_Problem details_
Copying exactly, give the lines in the material below from the one with "variables are missing" to the one with "dotenvy::dotenv().ok();", ends included, and nothing besides.
= = =
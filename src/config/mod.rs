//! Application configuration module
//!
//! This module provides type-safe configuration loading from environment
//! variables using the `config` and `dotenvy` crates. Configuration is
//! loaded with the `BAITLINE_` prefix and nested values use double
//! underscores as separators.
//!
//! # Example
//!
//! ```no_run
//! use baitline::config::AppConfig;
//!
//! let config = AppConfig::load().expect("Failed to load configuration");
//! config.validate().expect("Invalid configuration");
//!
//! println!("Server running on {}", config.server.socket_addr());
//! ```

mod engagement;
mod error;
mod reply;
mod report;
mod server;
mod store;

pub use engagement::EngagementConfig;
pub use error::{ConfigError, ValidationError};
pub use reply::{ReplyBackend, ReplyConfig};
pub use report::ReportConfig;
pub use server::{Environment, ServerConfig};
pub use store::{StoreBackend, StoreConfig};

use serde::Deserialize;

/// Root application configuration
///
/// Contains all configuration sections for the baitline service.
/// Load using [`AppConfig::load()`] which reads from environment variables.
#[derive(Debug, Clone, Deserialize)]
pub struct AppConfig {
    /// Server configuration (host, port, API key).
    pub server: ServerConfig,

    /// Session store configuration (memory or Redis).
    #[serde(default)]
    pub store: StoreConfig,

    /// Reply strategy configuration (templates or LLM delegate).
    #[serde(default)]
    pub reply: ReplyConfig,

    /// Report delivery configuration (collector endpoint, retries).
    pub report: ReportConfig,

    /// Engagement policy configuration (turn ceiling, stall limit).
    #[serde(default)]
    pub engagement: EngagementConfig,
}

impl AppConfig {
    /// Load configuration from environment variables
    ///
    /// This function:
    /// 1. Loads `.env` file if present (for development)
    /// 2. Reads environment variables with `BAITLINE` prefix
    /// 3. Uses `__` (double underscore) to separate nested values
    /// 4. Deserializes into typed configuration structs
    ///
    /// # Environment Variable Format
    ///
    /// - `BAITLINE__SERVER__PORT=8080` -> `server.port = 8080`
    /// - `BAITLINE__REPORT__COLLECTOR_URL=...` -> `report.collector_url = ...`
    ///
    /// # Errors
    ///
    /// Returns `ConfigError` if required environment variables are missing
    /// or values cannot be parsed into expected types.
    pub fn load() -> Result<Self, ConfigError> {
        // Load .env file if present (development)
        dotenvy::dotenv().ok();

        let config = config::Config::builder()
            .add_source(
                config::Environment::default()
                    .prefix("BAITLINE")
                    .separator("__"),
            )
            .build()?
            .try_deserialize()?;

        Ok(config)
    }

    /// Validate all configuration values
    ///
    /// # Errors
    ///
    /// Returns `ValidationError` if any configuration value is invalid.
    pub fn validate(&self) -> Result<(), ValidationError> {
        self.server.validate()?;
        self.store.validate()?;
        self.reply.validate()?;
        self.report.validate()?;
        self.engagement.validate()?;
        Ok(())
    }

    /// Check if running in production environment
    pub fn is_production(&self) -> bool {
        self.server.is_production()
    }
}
= = =
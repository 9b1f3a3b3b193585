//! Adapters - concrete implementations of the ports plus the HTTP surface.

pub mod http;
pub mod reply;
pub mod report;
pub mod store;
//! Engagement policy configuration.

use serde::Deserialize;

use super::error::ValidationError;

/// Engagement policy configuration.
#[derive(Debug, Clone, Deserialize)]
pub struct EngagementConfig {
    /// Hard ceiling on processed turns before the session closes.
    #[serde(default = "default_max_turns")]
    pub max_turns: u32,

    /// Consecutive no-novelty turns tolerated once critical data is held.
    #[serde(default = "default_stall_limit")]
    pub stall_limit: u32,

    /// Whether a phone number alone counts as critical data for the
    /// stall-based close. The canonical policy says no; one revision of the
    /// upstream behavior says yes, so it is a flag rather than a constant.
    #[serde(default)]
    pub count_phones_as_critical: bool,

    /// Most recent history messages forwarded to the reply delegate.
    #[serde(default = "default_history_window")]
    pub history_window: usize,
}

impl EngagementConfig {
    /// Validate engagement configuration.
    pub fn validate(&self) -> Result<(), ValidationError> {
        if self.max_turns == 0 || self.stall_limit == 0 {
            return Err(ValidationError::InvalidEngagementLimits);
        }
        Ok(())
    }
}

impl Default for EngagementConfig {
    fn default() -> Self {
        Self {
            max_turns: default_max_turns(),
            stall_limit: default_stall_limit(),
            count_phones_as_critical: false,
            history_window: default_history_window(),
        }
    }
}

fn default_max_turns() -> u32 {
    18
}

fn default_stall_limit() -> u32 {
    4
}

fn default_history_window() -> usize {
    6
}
= = =
_Output for this task_
    /// Returns `ConfigError` if required environment variables are missing
    /// or values cannot be parsed into expected types.
    pub fn load() -> Result<Self, ConfigError> {
        // Load .env file if present (development)
        dotenvy::dotenv().ok();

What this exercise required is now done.